Some mortgagors to be reimbursed

The offices of Morgan Stanley (right) and JPMorgan Chase & Co. (center) sit in the Canary Wharf business and shopping district in London.
The offices of Morgan Stanley (right) and JPMorgan Chase & Co. (center) sit in the Canary Wharf business and shopping district in London.

— Morgan Stanley, the sixth-biggest U.S. bank, has been ordered by the Federal Reserve to review foreclosures conducted by its Saxon mortgage servicer before the unit was sold and to compensate injured borrowers.

The bank agreed to hire a consultant to review foreclosures pending in 2009 and 2010, correct errors and misrepresentations and reimburse borrowers for unreasonable penalties or impermissible costs, according to a consent order released Tuesday by the Fed. Morgan Stanley acknowledged it would be responsible for any penalty assessed against Saxon.

Regulators are targeting U.S. banks that engaged in shoddy foreclosure practices, including the use of faulty documents to seize homes. The five biggest mortgage servicers, including Bank of America Corp., JPMorgan Chase & Co. and Citigroup Inc., reached a $25 billion settlement with 49 states and the federal government in February. Some state attorneys general are conducting further investigations into suspected misconduct.

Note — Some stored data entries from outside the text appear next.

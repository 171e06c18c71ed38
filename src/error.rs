//! Error types for document composition and serving.
//!
//! Rendering is deterministic, so none of these errors are retried: they are
//! surfaced once to the immediate caller.

/// Result type alias for promo_pdf operations.
pub type Result<T> = std::result::Result<T, Error>;

/// Error types that can occur while building or serving a document.
#[derive(Debug, thiserror::Error)]
pub enum Error {
    /// The drawing primitive failed to produce a complete document
    #[error("Render error: {0}")]
    Render(String),

    /// IO error
    #[error("IO error: {0}")]
    Io(#[from] std::io::Error),

    /// Invalid configuration value or file
    #[error("Invalid configuration: {0}")]
    Config(String),

    /// HTTP server failure (bind or accept loop)
    #[error("Server error: {0}")]
    Server(String),
}

impl Error {
    /// Whether this error came from document rendering.
    pub fn is_render(&self) -> bool {
        matches!(self, Error::Render(_))
    }
}

impl From<serde_json::Error> for Error {
    fn from(err: serde_json::Error) -> Self {
        Error::Config(err.to_string())
    }
}

#[cfg(test)]
mod tests {
    use super::*;

    #[test]
    fn test_render_error() {
        let err = Error::Render("unbalanced graphics state".to_string());
        let msg = format!("{}", err);
        assert!(msg.contains("Render error"));
        assert!(msg.contains("unbalanced graphics state"));
        assert!(err.is_render());
    }

    #[test]
    fn test_io_error_conversion() {
        let io = std::io::Error::new(std::io::ErrorKind::Other, "disk gone");
        let err: Error = io.into();
        assert!(matches!(err, Error::Io(_)));
        assert!(!err.is_render());
    }

    #[test]
    fn test_json_error_becomes_config() {
        let err: Error = serde_json::from_str::<serde_json::Value>("{not json")
            .unwrap_err()
            .into();
        assert!(matches!(err, Error::Config(_)));
    }

    #[test]
    fn test_error_is_send_and_sync() {
        fn assert_send_sync<T: Send + Sync>() {}
        assert_send_sync::<Error>();
    }
}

Morgan Stanley “failed to respond in a sufficient and timely manner to the increased level of foreclosures by increasing financial, staffing and managerial resources to ensure that Saxon adequately handled the foreclosure process,” the Fed said. The New Yorkbased bank “failed to have adequate internal controls, policies and procedures, compliance risk management, internal audit, training and oversight.”

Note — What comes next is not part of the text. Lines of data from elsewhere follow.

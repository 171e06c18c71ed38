// Allow some clippy lints that are too pedantic for this project
#![allow(clippy::too_many_arguments)]
#![allow(clippy::should_implement_trait)]
// Allow unused for tests
#![cfg_attr(test, allow(dead_code))]

//! # promo_pdf
//!
//! Personalised GICLUB promotional PDFs, generated in memory.
//!
//! ## Features
//!
//! - **Brochure**: three A4 pages (cover, income streams, join guide and FAQ)
//! - **Flyer**: one A4 page
//! - **Referral link**: printed verbatim in the call-to-action panel
//! - **Deterministic output**: same arguments, same bytes
//! - **HTTP route**: `GET /api/promotion/pdf?wallet=..&type=..` served by a
//!   small `tiny_http` server
//!
//! ## Architecture
//!
//! - [`writer`]: PDF object serialization, content streams, Base-14 font
//!   metrics and document assembly
//! - [`canvas`]: the [`Surface`](canvas::Surface) drawing primitive with a
//!   PDF backend and a recording backend for layout tests
//! - [`composer`]: palette, copy, layout helpers and the two templates
//! - [`service`]: request handling, configuration and the HTTP server
//!
//! ## Quick Start
//!
//! ```ignore
//! use promo_pdf::{build_document, DocumentKind};
//!
//! # fn main() -> Result<(), Box<dyn std::error::Error>> {
//! let pdf = build_document(DocumentKind::Brochure, "https://giclub.online/register?ref=0xabc")?;
//! std::fs::write("GICLUB_Brochure.pdf", pdf)?;
//! # Ok(())
//! # }
//! ```

#![warn(missing_docs)]

// Error handling
pub mod error;

// PDF object model
pub mod object;

// PDF writing
pub mod writer;

// Drawing surfaces
pub mod canvas;

// Document templates
pub mod composer;

// HTTP route and server
pub mod service;

// Re-exports
pub use canvas::{PdfCanvas, RecordingSurface, StateGuard, Surface};
pub use composer::{build_document, Composer, ComposerConfig, DocumentKind, DocumentRequest};
pub use error::{Error, Result};
pub use service::{PromoServer, PromoService, ServiceConfig};

// Version info
/// Library version
pub const VERSION: &str = env!("CARGO_PKG_VERSION");

/// Library name
pub const NAME: &str = env!("CARGO_PKG_NAME");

Ocwen Financial Corp. agreed in October to buy Saxon as Morgan Stanley exits the mortgage-servicing business it bought before the housing-market slump. The sale of Saxon assets was completed Monday, the Fed said.

Mary Claire Delaney, a spokesman for Morgan Stanley, declined to comment. The bank’s shares fell 2.2 percent, or 44 cents, to close at $19.37. The shares had gained 31 percent this year through Monday after tumbling 44 percent in 2011.

Morgan Stanley bought Glen Allen, Va.,-based Saxon in 2006 for $706 million as the investment bank sought a mortgage issuer and servicer to provide home loans that it packaged into securities. The bank serviced a portfolio of more than 225,000 residential mortgage loans, many of which became delinquent during the financial crisis, the Fed said. During 2009 and 2010, Saxon initiated at least 60,313 foreclosure actions, according to the Fed.

The Saxon unit’s staff said in foreclosure-related documents that its assertions regarding performance were based on “personal knowledge or based on a review,” when this was often not the case, the Fed said. Saxon pursued foreclosure proceedings without always confirming that the documentation was in order, according to the central bank.

The bank took a $700 million write-down in the fourth quarter of 2008 related to businesses it owned, with most of the charge coming from Saxon.

Mortgage servicers do billing and collections on behalf of banks and investors that own the home loans, and handle foreclosures when borrowers default.